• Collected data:
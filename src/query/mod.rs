//! Retrieval and grounded answering.
//!
//! A question is matched against the store (optionally within one thread),
//! the hits are rendered into a context block, and the generator answers
//! from that context only. No hits means no generation call.

pub mod prompt;

pub use prompt::{build_context, build_prompt, CONTEXT_DELIMITER};

use serde::{Deserialize, Serialize};
use tracing::{debug, info, warn};

use crate::backend::Generator;
use crate::config::RetrievalConfig;
use crate::error::Result;
use crate::model::document::IndexedDocument;
use crate::store::{DocumentStore, MetadataFilter};

/// Thread label meaning "search every thread".
pub const ALL_THREADS: &str = "All Threads";

/// Search algorithm used for retrieval.
#[derive(Debug, Clone, Copy, Default, PartialEq, Eq, Serialize, Deserialize)]
#[serde(rename_all = "lowercase")]
pub enum SearchKind {
    /// Maximal marginal relevance.
    #[default]
    Mmr,
    /// Plain nearest neighbours.
    Similarity,
}

/// Retrieval parameters.
#[derive(Debug, Clone, Copy, PartialEq)]
pub struct RetrievalOptions {
    pub search: SearchKind,
    pub top_k: usize,
    pub fetch_k: usize,
    pub mmr_lambda: f32,
}

impl Default for RetrievalOptions {
    fn default() -> Self {
        Self::from(&RetrievalConfig::default())
    }
}

impl From<&RetrievalConfig> for RetrievalOptions {
    fn from(config: &RetrievalConfig) -> Self {
        Self {
            search: config.search,
            top_k: config.top_k.max(1),
            fetch_k: config.fetch_k,
            mmr_lambda: config.mmr_lambda,
        }
    }
}

/// Result of [`answer`].
#[derive(Debug, Clone, PartialEq)]
pub enum Answer {
    /// The generator's reply and the documents it was grounded on.
    Grounded {
        text: String,
        retrieved: Vec<IndexedDocument>,
        context: String,
    },
    /// Retrieval found nothing; the generator was not called.
    NoRelevantDocuments,
}

impl Answer {
    /// Answer text, if any.
    pub fn text(&self) -> Option<&str> {
        match self {
            Answer::Grounded { text, .. } => Some(text),
            Answer::NoRelevantDocuments => None,
        }
    }
}

/// Map a user-facing thread choice to a filter value; [`ALL_THREADS`] and
/// blank labels mean no filter.
pub fn thread_scope(label: Option<&str>) -> Option<&str> {
    label
        .map(str::trim)
        .filter(|l| !l.is_empty() && *l != ALL_THREADS)
}

/// Fetch the documents for `question`, best first.
pub fn retrieve<S: DocumentStore + ?Sized>(
    store: &mut S,
    question: &str,
    thread_filter: Option<&str>,
    options: &RetrievalOptions,
) -> Result<Vec<IndexedDocument>> {
    let filter = thread_filter.map(MetadataFilter::thread);
    let docs = match options.search {
        SearchKind::Mmr => store.mmr_search(
            question,
            options.top_k,
            options.fetch_k,
            options.mmr_lambda,
            filter.as_ref(),
        )?,
        SearchKind::Similarity => {
            store.similarity_search(question, options.top_k, filter.as_ref())?
        }
    };
    debug!(
        hits = docs.len(),
        thread = thread_filter.unwrap_or("*"),
        search = ?options.search,
        "Retrieved documents"
    );
    Ok(docs)
}

/// Retrieve context for `question` and ask the generator.
///
/// Generation errors propagate; there is no fallback answer.
pub fn answer<S: DocumentStore + ?Sized>(
    store: &mut S,
    generator: &dyn Generator,
    question: &str,
    thread_filter: Option<&str>,
    options: &RetrievalOptions,
) -> Result<Answer> {
    let retrieved = retrieve(store, question, thread_filter, options)?;
    if retrieved.is_empty() {
        warn!(thread = thread_filter.unwrap_or("*"), "No relevant documents found");
        return Ok(Answer::NoRelevantDocuments);
    }

    let context = build_context(&retrieved);
    let prompt = build_prompt(question, &context);
    let text = generator.generate(&prompt)?;
    info!(
        documents = retrieved.len(),
        model = generator.model_name(),
        "Answered question"
    );
    Ok(Answer::Grounded {
        text,
        retrieved,
        context,
    })
}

• WHAT THE TASK REQUIRES:
Where does the word "IndexedDocument" appear in the records above? Return every line that holds it.

• SOLUTION TO THIS PROBLEM:
use crate::model::document::IndexedDocument;
        retrieved: Vec<IndexedDocument>,
) -> Result<Vec<IndexedDocument>> {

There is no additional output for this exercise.